Dans une correspondance en date du 15 juin adressée au Conseil électoral, les structures politiques signataires affirment que la candidature du représentant de la plateforme Vérité est irrecevable soulignant que de 2008 à 2010 M. Lumarque gérait des fonds publics.

En effet, les contestataires reprochent à l’intéressé de n’avoir pas produit à temps, sa demande d’audit auprès de la cour des comptes alors que dans le décret électoral la soumission du certificat de décharge est une condition sine qua non pour que la candidature d’un ancien gestionnaire de fonds publics soit recevable.

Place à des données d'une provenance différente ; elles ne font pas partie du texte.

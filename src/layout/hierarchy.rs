// Hierarchy construction from flat parent pointers.
//
// The node collection is flat and order-free; parentage lives on each
// child's parent pointer. This module rebuilds the rooted tree view from
// scratch on every layout pass:
// - child lists are derived, never trusted from input
// - depth is recomputed walking down from the root
// - nodes whose parent id does not resolve stay out entirely, along with
//   everything below them (permissive by policy, not an error)

use std::collections::{HashMap, HashSet};

use crate::tree::{Node, NodeId};

/// A node's place in the rebuilt tree.
#[derive(Debug, Clone)]
pub(crate) struct TreeSlot {
    /// Sorted by id so sibling order is independent of input order.
    pub children: Vec<NodeId>,
    pub depth: u32,
}

/// The rooted tree view over one input collection.
#[derive(Debug)]
pub(crate) struct Hierarchy {
    pub root: NodeId,
    pub slots: HashMap<NodeId, TreeSlot>,
    pub parent: HashMap<NodeId, NodeId>,
    /// Root-first traversal order, deterministic for a given collection.
    pub order: Vec<NodeId>,
}

/// Rebuild the tree rooted at `root_id`. Returns None when the designated
/// root is not in the collection.
pub(crate) fn build(nodes: &[Node], root_id: &NodeId) -> Option<Hierarchy> {
    let present: HashSet<&NodeId> = nodes.iter().map(|n| &n.id).collect();
    if !present.contains(root_id) {
        return None;
    }

    // Derive child lists from parent pointers. The root's own parent
    // pointer is ignored so a stray value there cannot detach the tree.
    let mut children: HashMap<&NodeId, Vec<NodeId>> = HashMap::new();
    for node in nodes {
        if node.id == *root_id {
            continue;
        }
        let Some(parent) = &node.parent else {
            continue;
        };
        if present.contains(parent) {
            children.entry(parent).or_default().push(node.id.clone());
        }
    }
    // Sort for determinism, dedup in case the input carries repeated ids.
    for list in children.values_mut() {
        list.sort();
        list.dedup();
    }

    // Walk down from the root recomputing depth. The visited set keeps
    // duplicate or cyclic input from being visited twice.
    let mut slots: HashMap<NodeId, TreeSlot> = HashMap::new();
    let mut parent_map: HashMap<NodeId, NodeId> = HashMap::new();
    let mut order: Vec<NodeId> = Vec::new();
    let mut visited: HashSet<NodeId> = HashSet::new();

    let mut stack: Vec<(NodeId, u32)> = vec![(root_id.clone(), 0)];
    visited.insert(root_id.clone());

    while let Some((id, depth)) = stack.pop() {
        let kids: Vec<NodeId> = children
            .get(&id)
            .map(|list| {
                list.iter()
                    .filter(|c| !visited.contains(*c))
                    .cloned()
                    .collect()
            })
            .unwrap_or_default();

        for child in &kids {
            visited.insert(child.clone());
            parent_map.insert(child.clone(), id.clone());
        }
        // Push in reverse so the stack pops children in sorted order.
        for child in kids.iter().rev() {
            stack.push((child.clone(), depth + 1));
        }

        order.push(id.clone());
        slots.insert(
            id,
            TreeSlot {
                children: kids,
                depth,
            },
        );
    }

    Some(Hierarchy {
        root: root_id.clone(),
        slots,
        parent: parent_map,
        order,
    })
}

Reconnaissant lui-même avoir été comptable de deniers publics, M. Lumarque, candidat à la présidence, a écrit à la cour supérieure des comptes le 26 mai 2015, soit 6 jours après la fermeture des inscriptions au CEP, pour demander audit de sa gestion, révèlent les signataires de la lettre.

De plus, soulignent-ils, le candidat à la présidence sous la bannière de la plateforme Verite, était membre d’une structure nommée ‘’Comité National Route de l’Esclave’’ en juin 1998 qui jouissait de la prérogative de gérer, en toute autonomie, des ressources financières.

Encore une autre révélation des partis et plateformes politiques qui réclament du CEP une réévaluation du dossier de Jacky Lumarque.

Fraîchement établie, la plateforme de l’ancien président René Préval fait objet de critiques acerbes ; son patron est aussi accusé de tirer les ficelles du conseil électoral.